Before Youtube or MTV, there were television shows geared towards teens and adolescents. You had some avuncular adult like Dick Clark or Lloyd Thaxton introducing various songs and artists to the Boomer Generation, and we kids would dance to the songs, lip sync the lyrics and vote which was the best singer or song.

I distinctly remember Thaxton introducing a husky black kid named Chubby Checker on stage, and he proceeded to teach Thaxton (and us kids) a brand new dance called “The Twist”. Well, it certainly caught on, creating an entire genre of dances that had names, like “The Jerk”, “The Frug” and “The Pony”. This four disc, 99 song collection puts in order every song from the Top 100 the day Earnest Evans’ “The Twist” became the #1 hit in 1960, and it shows a pre-Beatles musical environment that is much richer and wider than the present day.

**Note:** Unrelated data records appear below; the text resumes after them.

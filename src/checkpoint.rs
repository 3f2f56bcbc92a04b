use std::fs::{self, File, OpenOptions};
use std::io::{prelude::*, SeekFrom};
use std::path::{Path, PathBuf};

use log::info;
use serde::{Deserialize, Serialize};

use crate::error::{Error, Result};
use crate::message::{Communicator, ReduceOp};
use crate::num_vec::Vec3;

/// Three native-endian i32 values.
pub const HEADER_SIZE: u64 = 12;

/// One displacement vector: three native-endian f64 values.
pub const VECTOR_SIZE: u64 = 24;

/// The fixed header at the start of a checkpoint file.
///
#[derive(Clone, Copy, Debug, PartialEq, Eq, Serialize, Deserialize)]
pub struct Header {
    pub group_size: i32,
    pub step: i32,
    pub max_harbored: i32,
}

impl Header {
    /// A header for the given counts, or `None` if one does not fit in an
    /// i32.
    ///
    pub fn new(group_size: usize, step: usize, max_harbored: usize) -> Option<Self> {
        Some(Self {
            group_size: i32::try_from(group_size).ok()?,
            step: i32::try_from(step).ok()?,
            max_harbored: i32::try_from(max_harbored).ok()?,
        })
    }

    /// The group size, step and maximum node count, or why the header
    /// cannot have been written by a checkpoint.
    ///
    pub fn counts(&self) -> std::result::Result<(usize, usize, usize), String> {
        let group_size = usize::try_from(self.group_size)
            .ok()
            .filter(|&n| n > 0)
            .ok_or_else(|| format!("group size {}", self.group_size))?;
        let step = usize::try_from(self.step).map_err(|_| format!("negative step {}", self.step))?;
        let max = usize::try_from(self.max_harbored)
            .map_err(|_| format!("negative node count {}", self.max_harbored))?;
        Ok((group_size, step, max))
    }

    pub fn to_bytes(&self) -> [u8; 12] {
        let mut bytes = [0; 12];
        bytes[0..4].copy_from_slice(&self.group_size.to_ne_bytes());
        bytes[4..8].copy_from_slice(&self.step.to_ne_bytes());
        bytes[8..12].copy_from_slice(&self.max_harbored.to_ne_bytes());
        bytes
    }

    pub fn from_bytes(bytes: &[u8; 12]) -> Self {
        let field = |i: usize| i32::from_ne_bytes([bytes[i], bytes[i + 1], bytes[i + 2], bytes[i + 3]]);
        Self {
            group_size: field(0),
            step: field(4),
            max_harbored: field(8),
        }
    }
}

/// The two displacement history buffers: `Recent` is `tm1`, `Previous` is
/// `tm2`.
///
#[derive(Clone, Copy, Debug, PartialEq, Eq)]
pub enum Slot {
    Recent,
    Previous,
}

/// Byte offset of one of a process's history buffers in a checkpoint file.
/// Every process reserves room for two buffers of `max_harbored` vectors;
/// its second buffer follows its first directly. `None` if the offset does
/// not fit in a u64.
///
pub fn offset(rank: usize, max_harbored: usize, harbored: usize, slot: Slot) -> Option<u64> {
    let base = block_bytes(rank, max_harbored)?.checked_add(HEADER_SIZE)?;
    match slot {
        Slot::Recent => Some(base),
        Slot::Previous => base.checked_add((harbored as u64).checked_mul(VECTOR_SIZE)?),
    }
}

pub fn file_size(group_size: usize, max_harbored: usize) -> Option<u64> {
    block_bytes(group_size, max_harbored)?.checked_add(HEADER_SIZE)
}

/// Bytes taken by the history buffers of `ranks` processes.
fn block_bytes(ranks: usize, max_harbored: usize) -> Option<u64> {
    (ranks as u64)
        .checked_mul(2)?
        .checked_mul(max_harbored as u64)?
        .checked_mul(VECTOR_SIZE)
}

fn vectors_to_bytes(v: &[Vec3]) -> Vec<u8> {
    v.iter()
        .flat_map(|x| x.as_array().iter().flat_map(|c| c.to_ne_bytes()))
        .collect()
}

fn vectors_from_bytes(bytes: &[u8], v: &mut [Vec3]) {
    for (x, chunk) in v.iter_mut().zip(bytes.chunks_exact(24)) {
        for (c, b) in x.as_mut_array().iter_mut().zip(chunk.chunks_exact(8)) {
            *c = f64::from_ne_bytes([b[0], b[1], b[2], b[3], b[4], b[5], b[6], b[7]]);
        }
    }
}




/**
 * Writes and restores the displacement history of the whole group. Each
 * write goes to the older of two alternating files in the checkpoint
 * directory, so a crash during a write leaves the previous checkpoint
 * intact.
 */
#[derive(Clone, Debug)]
pub struct Checkpoints {
    dir: PathBuf,
    restart: PathBuf,
    next: usize,
}




// ============================================================================
impl Checkpoints {
    /// Restart reads `restart`, or `<dir>/checkpoint.in` if not given.
    ///
    pub fn new<P: Into<PathBuf>>(dir: P, restart: Option<PathBuf>) -> Self {
        let dir = dir.into();
        let restart = restart.unwrap_or_else(|| dir.join("checkpoint.in"));
        Self {
            dir,
            restart,
            next: 0,
        }
    }

    pub fn output_path(&self, which: usize) -> PathBuf {
        self.dir.join(format!("checkpoint.out{}", which))
    }

    pub fn restart_path(&self) -> &Path {
        &self.restart
    }

    /// Write both history buffers of every process, recording `step` as
    /// the step to resume from. Collective. Returns the file written.
    ///
    pub fn write<C: Communicator>(
        &mut self,
        comm: &C,
        step: usize,
        tm1: &[Vec3],
        tm2: &[Vec3],
    ) -> Result<PathBuf> {
        let harbored = tm1.len();
        let max = comm.all_reduce_u64(ReduceOp::Max, harbored as u64)? as usize;

        let matched = if tm2.len() == harbored {
            Ok(())
        } else {
            Err(Error::InvalidMesh(format!(
                "history buffers of {} and {} nodes",
                harbored,
                tm2.len()
            )))
        };
        comm.agree(matched, "checkpoint history check")?;
        let path = self.output_path(self.next);

        let created = if comm.rank() == 0 {
            self.create(&path, comm.size(), step, max)
        } else {
            Ok(())
        };
        comm.agree(created, "checkpoint create")?;

        let written = self.write_slots(&path, comm.rank(), max, tm1, tm2);
        comm.agree(written, "checkpoint write")?;

        if comm.rank() == 0 {
            info!("wrote checkpoint {} at step {}", path.display(), step);
        }
        self.next = 1 - self.next;
        Ok(path)
    }

    /// Restore both history buffers from the restart file and return the
    /// step to resume from. Collective.
    ///
    pub fn read<C: Communicator>(&self, comm: &C, tm1: &mut [Vec3], tm2: &mut [Vec3]) -> Result<usize> {
        let header = if comm.rank() == 0 {
            let local = self.read_header();
            let shared = local.as_ref().map(|h| *h).map_err(|e| e.to_string());
            comm.broadcast(Some(rmp_serde::encode::to_vec(&shared)?))?;
            local?
        } else {
            let bytes = comm.broadcast(None)?;
            let shared: std::result::Result<Header, String> = rmp_serde::decode::from_slice(&bytes)?;
            shared.map_err(|_| Error::PeerFailed {
                operation: "checkpoint header read",
            })?
        };
        let path = &self.restart;
        let malformed = |reason: String| Error::MalformedCheckpoint {
            path: path.clone(),
            reason,
        };

        let (group_size, step, max) = header.counts().map_err(malformed)?;
        if group_size != comm.size() {
            return Err(Error::CheckpointGroupSize {
                file: header.group_size,
                group: comm.size(),
            });
        }

        let harbored = tm1.len();
        if harbored > max || tm2.len() != harbored {
            return Err(Error::CheckpointNodeCount { harbored, max });
        }

        let rank = comm.rank();
        let recent = offset(rank, max, harbored, Slot::Recent);
        let previous = offset(rank, max, harbored, Slot::Previous);
        let end = previous.and_then(|p| p.checked_add(harbored as u64 * VECTOR_SIZE));
        let (recent, previous, end) = match (recent, previous, end) {
            (Some(r), Some(p), Some(e)) => (r, p, e),
            _ => return Err(malformed(format!("{} nodes per process overflow the file", max))),
        };

        let io = |e| Error::io(format!("reading checkpoint {}", path.display()), e);
        let mut file = File::open(path).map_err(io)?;
        let length = file.metadata().map_err(io)?.len();

        if length < end {
            return Err(malformed(format!("{} bytes, need at least {}", length, end)));
        }

        let mut bytes = vec![0; harbored * VECTOR_SIZE as usize];
        for (start, buffer) in [(recent, &mut *tm1), (previous, &mut *tm2)] {
            file.seek(SeekFrom::Start(start)).map_err(io)?;
            file.read_exact(&mut bytes).map_err(io)?;
            vectors_from_bytes(&bytes, buffer);
        }
        Ok(step)
    }

    fn read_header(&self) -> Result<Header> {
        let path = &self.restart;
        let io = |e| Error::io(format!("reading checkpoint {}", path.display()), e);
        let mut bytes = [0; 12];
        File::open(path)
            .and_then(|mut f| f.read_exact(&mut bytes))
            .map_err(io)?;
        Ok(Header::from_bytes(&bytes))
    }

    fn create(&self, path: &Path, group_size: usize, step: usize, max: usize) -> Result<()> {
        let io = |e| Error::io(format!("creating checkpoint {}", path.display()), e);
        let too_large = || Error::MalformedCheckpoint {
            path: path.to_path_buf(),
            reason: format!("{} processes at step {} with {} nodes do not fit the format", group_size, step, max),
        };
        let header = Header::new(group_size, step, max).ok_or_else(too_large)?;
        let size = file_size(group_size, max).ok_or_else(too_large)?;

        fs::create_dir_all(&self.dir).map_err(io)?;
        let mut file = File::create(path).map_err(io)?;
        file.set_len(size).map_err(io)?;
        file.write_all(&header.to_bytes()).map_err(io)?;
        Ok(())
    }

    fn write_slots(&self, path: &Path, rank: usize, max: usize, tm1: &[Vec3], tm2: &[Vec3]) -> Result<()> {
        let io = |e| Error::io(format!("writing checkpoint {}", path.display()), e);
        let mut file = OpenOptions::new().write(true).open(path).map_err(io)?;

        for (slot, buffer) in [(Slot::Recent, tm1), (Slot::Previous, tm2)] {
            let start = offset(rank, max, tm1.len(), slot).ok_or_else(|| Error::MalformedCheckpoint {
                path: path.to_path_buf(),
                reason: format!("offset of process {} overflows", rank),
            })?;
            file.seek(SeekFrom::Start(start)).map_err(io)?;
            file.write_all(&vectors_to_bytes(buffer)).map_err(io)?;
        }
        file.sync_data().map_err(io)
    }
}
use std::sync::atomic::{AtomicBool, Ordering};
use std::sync::Arc;
use std::time::Instant;

use log::debug;
use signal_hook::consts::{SIGINT, SIGTERM};

use crate::error::{Error, Result};
use crate::message::{Communicator, ReduceOp};
use crate::stats::{Metrics, Phase};

/**
 * Per-process state every solver component reads: the process group, the
 * phase timers, and whether a stop was requested. There is exactly one per
 * process, passed by reference.
 */
pub struct SimulationContext<C: Communicator> {
    comm: C,
    metrics: Metrics,
    timing_barriers: bool,
    stop: Option<Arc<AtomicBool>>,
}




// ============================================================================
impl<C: Communicator> SimulationContext<C> {
    pub fn new(comm: C, timing_barriers: bool) -> Self {
        Self {
            comm,
            metrics: Metrics::new(),
            timing_barriers,
            stop: None,
        }
    }

    /// Set the stop flag on SIGINT or SIGTERM. Either every process in the
    /// group installs handlers or none does, since polling the flag is
    /// collective.
    ///
    pub fn install_signal_handlers(&mut self) -> Result<()> {
        let flag = Arc::new(AtomicBool::new(false));
        for signal in [SIGINT, SIGTERM] {
            signal_hook::flag::register(signal, Arc::clone(&flag))
                .map_err(|e| Error::io(format!("registering handler for signal {}", signal), e))?;
        }
        debug!("[{}] stop handlers installed", self.comm.rank());
        self.stop = Some(flag);
        Ok(())
    }

    /// Use an externally controlled stop flag instead of signal handlers.
    ///
    pub fn with_stop_flag(self, flag: Arc<AtomicBool>) -> Self {
        Self {
            stop: Some(flag),
            ..self
        }
    }

    pub fn comm(&self) -> &C {
        &self.comm
    }

    pub fn rank(&self) -> usize {
        self.comm.rank()
    }

    pub fn size(&self) -> usize {
        self.comm.size()
    }

    pub fn metrics(&self) -> &Metrics {
        &self.metrics
    }

    /// Run one phase of a step and charge its wall time. With timing
    /// barriers the group synchronizes first, so time spent waiting for
    /// slower processes is not billed to this phase.
    ///
    pub fn phase<T, F>(&mut self, phase: Phase, f: F) -> Result<T>
    where
        F: FnOnce(&C) -> Result<T>,
    {
        if self.timing_barriers {
            self.comm.barrier()?;
        }
        let start = Instant::now();
        let result = f(&self.comm);
        self.metrics.add(phase, start.elapsed());
        result
    }

    /// True if any process has a pending stop request. Collective when a
    /// stop flag is present; otherwise always false.
    ///
    pub fn stop_requested(&self) -> Result<bool> {
        match &self.stop {
            Some(flag) => {
                let local = flag.load(Ordering::Relaxed) as u64;
                Ok(self.comm.all_reduce_u64(ReduceOp::Max, local)? != 0)
            }
            None => Ok(false),
        }
    }

    pub fn polls_stop(&self) -> bool {
        self.stop.is_some()
    }
}
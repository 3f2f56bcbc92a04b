use std::{iter::Take, time::Duration};

/// Provides a mechanism for attempting to complete an operation and
/// retrying the operation, with a backoff, if it fails.
///
/// This iterator provides an infinite stream of back off durations, where
/// the duration increases by an exponential factor up to some maximum delay.
/// Upon reaching the maximum delay, that value will be returned from then
/// on. Use [Iterator::take] to bound the number of attempts.
///
/// The [Retry] trait uses [std::thread::sleep] for the delay; so do NOT use
/// this with asynchronous code.
pub struct ExponentialBackoff {
    curr: Duration,
    max: Duration,
    factor: u32,
}

impl ExponentialBackoff {
    pub fn new(start: Duration, max: Duration, factor: u32) -> ExponentialBackoff {
        ExponentialBackoff {
            curr: start,
            max,
            factor,
        }
    }
}

impl Iterator for ExponentialBackoff {
    type Item = Duration;

    fn next(&mut self) -> Option<Self::Item> {
        let this = self.curr;
        let new_next = self.curr * self.factor;

        self.curr = if new_next > self.max {
            self.max
        } else {
            new_next
        };

        Some(this)
    }
}

/// The Retry trait provides a protocol for retrying a function that returns
/// a [Result] until either it succeeds or the [Iterator] of delays runs out.
pub trait Retry {
    /// Retry the given function until it returns [Ok]. After every failed
    /// attempt except the last, `sleep` is given the error and the delay to
    /// wait before the next attempt. If the [Iterator] finishes without a
    /// successful execution of `f` then the last [Err] is returned. `None` is
    /// returned only if the iterator was empty to begin with.
    fn retry<F, S, T, E>(&mut self, mut f: F, sleep: S) -> Option<Result<T, E>>
    where
        F: FnMut() -> Result<T, E>,
        S: Fn(&E, Duration),
        Self: Iterator<Item = Duration> + Sized,
    {
        let mut last_err = None;
        let mut iter = self.peekable();
        while let Some(delay) = iter.next() {
            match f() {
                Ok(v) => return Some(Ok(v)),
                Err(e) => {
                    if iter.peek().is_some() {
                        sleep(&e, delay);
                    }
                    last_err = Some(Err(e));
                }
            }
        }
        last_err
    }
}

impl Retry for ExponentialBackoff {}

impl Retry for Take<ExponentialBackoff> {}
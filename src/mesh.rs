use std::collections::HashSet;

/// Which process is allowed to write a node's authoritative value.
///
#[derive(Clone, Debug, PartialEq)]
pub enum Ownership {
    /// This process is the single writer; the listed processes also harbor
    /// the node and receive copies of its value.
    Owned { sharers: Vec<usize> },

    /// Some other process owns the node; this one holds a copy.
    Harbored { owner: usize },
}

/// Whether a node is a degree of freedom of the conforming system, or a
/// hanging node whose value is an average over its anchors.
///
#[derive(Clone, Debug, PartialEq)]
pub enum Conformity {
    Anchored,
    Dangling {
        /// Local indices of the anchored nodes this node hangs from.
        anchors: Vec<usize>,
        /// The averaging weight, always equal to `anchors.len()`.
        deps: f64,
    },
}

impl Conformity {
    pub fn dangling(anchors: Vec<usize>) -> Self {
        let deps = anchors.len() as f64;
        Conformity::Dangling { anchors, deps }
    }

    pub fn is_dangling(&self) -> bool {
        matches!(self, Conformity::Dangling { .. })
    }
}

#[derive(Clone, Debug, PartialEq)]
pub struct Node {
    pub gid: u64,
    /// Position on the integer tick lattice of the whole domain.
    pub ticks: [u64; 3],
    pub ownership: Ownership,
    pub conformity: Conformity,
}

impl Node {
    pub fn is_owned(&self) -> bool {
        matches!(self.ownership, Ownership::Owned { .. })
    }
}

/// Material properties sampled for one element.
///
#[derive(Clone, Copy, Debug, PartialEq)]
pub struct Material {
    pub vp: f64,
    pub vs: f64,
    pub rho: f64,
}

/// Elements of kind `Air` are kept in the mesh (they still carry mass) but
/// produce no internal force.
///
#[derive(Clone, Copy, Debug, PartialEq, Eq)]
pub enum ElementKind {
    Solid,
    Air,
}

/// A hexahedral element. Corner `j` sits at offset `(j & 1, (j >> 1) & 1,
/// (j >> 2) & 1)` edge lengths from the lower-left-bottom corner.
///
#[derive(Clone, Debug, PartialEq)]
pub struct Element {
    pub nodes: [usize; 8],
    /// Edge length in meters.
    pub edge: f64,
    pub material: Material,
    pub kind: ElementKind,
}

impl Element {
    pub fn is_excluded(&self) -> bool {
        self.kind == ElementKind::Air
    }
}




/**
 * The part of a partitioned mesh that one process holds: the elements it
 * computes, and every node those elements touch (the harbored nodes).
 * Local node indices are sorted by global id, which is what lets two
 * processes agree on the order of records in an exchange message without
 * sending the ids themselves.
 */
#[derive(Clone, Debug)]
pub struct Mesh {
    rank: usize,
    tick_size: f64,
    domain_ticks: [u64; 3],
    total_nodes: u64,
    total_elements: u64,
    nodes: Vec<Node>,
    elements: Vec<Element>,
    owned_dangling: Vec<usize>,
}




// ============================================================================
impl Mesh {
    /// Assemble and check the local view of a mesh. Fails with
    /// `Error::InvalidMesh` if any ownership or anchoring invariant is
    /// violated.
    ///
    pub fn new(
        rank: usize,
        tick_size: f64,
        domain_ticks: [u64; 3],
        totals: (u64, u64),
        nodes: Vec<Node>,
        elements: Vec<Element>,
    ) -> crate::Result<Self> {
        let owned_dangling = nodes
            .iter()
            .enumerate()
            .filter(|(_, n)| n.is_owned() && n.conformity.is_dangling())
            .map(|(i, _)| i)
            .collect();

        let mesh = Self {
            rank,
            tick_size,
            domain_ticks,
            total_nodes: totals.0,
            total_elements: totals.1,
            nodes,
            elements,
            owned_dangling,
        };
        mesh.validate()?;
        Ok(mesh)
    }

    pub fn rank(&self) -> usize {
        self.rank
    }

    pub fn tick_size(&self) -> f64 {
        self.tick_size
    }

    /// The far corner of the domain in ticks; the near corner is the origin.
    pub fn domain_ticks(&self) -> [u64; 3] {
        self.domain_ticks
    }

    pub fn domain_size(&self) -> [f64; 3] {
        let [x, y, z] = self.domain_ticks;
        [
            x as f64 * self.tick_size,
            y as f64 * self.tick_size,
            z as f64 * self.tick_size,
        ]
    }

    pub fn total_nodes(&self) -> u64 {
        self.total_nodes
    }

    pub fn total_elements(&self) -> u64 {
        self.total_elements
    }

    pub fn nodes(&self) -> &[Node] {
        &self.nodes
    }

    pub fn elements(&self) -> &[Element] {
        &self.elements
    }

    pub fn num_harbored(&self) -> usize {
        self.nodes.len()
    }

    pub fn num_owned(&self) -> usize {
        self.nodes.iter().filter(|n| n.is_owned()).count()
    }

    /// Local indices of the dangling nodes this process owns. These are the
    /// only nodes the constraint propagator touches.
    ///
    pub fn owned_dangling(&self) -> &[usize] {
        &self.owned_dangling
    }

    /// Local index of the node with the given global id, if harbored here.
    ///
    pub fn local_index(&self, gid: u64) -> Option<usize> {
        self.nodes.binary_search_by_key(&gid, |n| n.gid).ok()
    }

    /// Lower-left-bottom and upper-right-front corners of an element, in
    /// ticks.
    ///
    pub fn element_corners(&self, element: &Element) -> ([u64; 3], [u64; 3]) {
        let ldb = self.nodes[element.nodes[0]].ticks;
        let ruf = self.nodes[element.nodes[7]].ticks;
        (ldb, ruf)
    }

    fn validate(&self) -> crate::Result<()> {
        use crate::Error::InvalidMesh;

        if !(self.tick_size > 0.0) {
            return Err(InvalidMesh(format!("tick size {} is not positive", self.tick_size)));
        }
        for pair in self.nodes.windows(2) {
            if pair[0].gid >= pair[1].gid {
                return Err(InvalidMesh(format!(
                    "local nodes are not sorted by global id ({} before {})",
                    pair[0].gid, pair[1].gid
                )));
            }
        }
        for node in &self.nodes {
            match &node.ownership {
                Ownership::Owned { sharers } => {
                    let unique: HashSet<_> = sharers.iter().collect();
                    if unique.len() != sharers.len() || unique.contains(&self.rank) {
                        return Err(InvalidMesh(format!(
                            "node {} has an invalid sharer list {:?}",
                            node.gid, sharers
                        )));
                    }
                }
                Ownership::Harbored { owner } => {
                    if *owner == self.rank {
                        return Err(InvalidMesh(format!(
                            "node {} is harbored from its own process",
                            node.gid
                        )));
                    }
                }
            }
            if let Conformity::Dangling { anchors, deps } = &node.conformity {
                if anchors.is_empty() || *deps != anchors.len() as f64 {
                    return Err(InvalidMesh(format!(
                        "dangling node {} has {} anchors but weight {}",
                        node.gid,
                        anchors.len(),
                        deps
                    )));
                }
                for &a in anchors {
                    match self.nodes.get(a) {
                        Some(anchor) if !anchor.conformity.is_dangling() => {}
                        _ => {
                            return Err(InvalidMesh(format!(
                                "dangling node {} has an unresolvable anchor {}",
                                node.gid, a
                            )))
                        }
                    }
                }
            }
        }
        for (i, element) in self.elements.iter().enumerate() {
            if element.nodes.iter().any(|&n| n >= self.nodes.len()) {
                return Err(InvalidMesh(format!("element {} references a missing node", i)));
            }
            let m = &element.material;
            if !(element.edge > 0.0 && m.vp > 0.0 && m.vs > 0.0 && m.rho > 0.0) {
                return Err(InvalidMesh(format!(
                    "element {} has non-positive size or material {:?}",
                    i, m
                )));
            }
        }
        Ok(())
    }
}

Sure, there are tons of Twist imitations here like Joey Dee’s “Peppermint Twist”, Gary U.S Bonds’ calypso’d “Dear Lady Twist”  and even Count Basie got into the scene with “Basie Twist”. But before music got segregated as it is today, the Top 100 could include jazz groups like Dave Brubeck (“Unsquare Dance”) country crooners such as Leroy Van Dyke (“Walk On By”) and gritty soul from the likes of James Brown (“Lost Someone”) or the more R&Bish like the dark Ray Charles (“Unchain My Heart”).or the more fun “Let Me In” by the Sensations.

Of course, there are a ton of doe-eyed young crooners such as James Darren (“Goodbye Cruel World”), Ray Peterson (“I Could Have Loved You So Well”) and Bobby Vee (“Run to Him”), and the WASPY ladies aren’t under-represented with Patti Page (“Go On Home”) and Connie Francis (“When The Boy In Your Arms (Is The Boy In Your Heart)”). Best of all are all of the hip do wop groups such as The Tokens with “The Lion Sleeps Tonight”, Gene Chandler’s “Duke Of Earl”  and also the “dangerous” guys like Elvis (“Can’t Help Falling In Love”), Gene Pitney (“Town Without Pity”) and Dion (“The Wanderer”). Like the variety shows of the day, the Top 100 had something for everyone, and this collection reminds you that each person’s “something” was something good.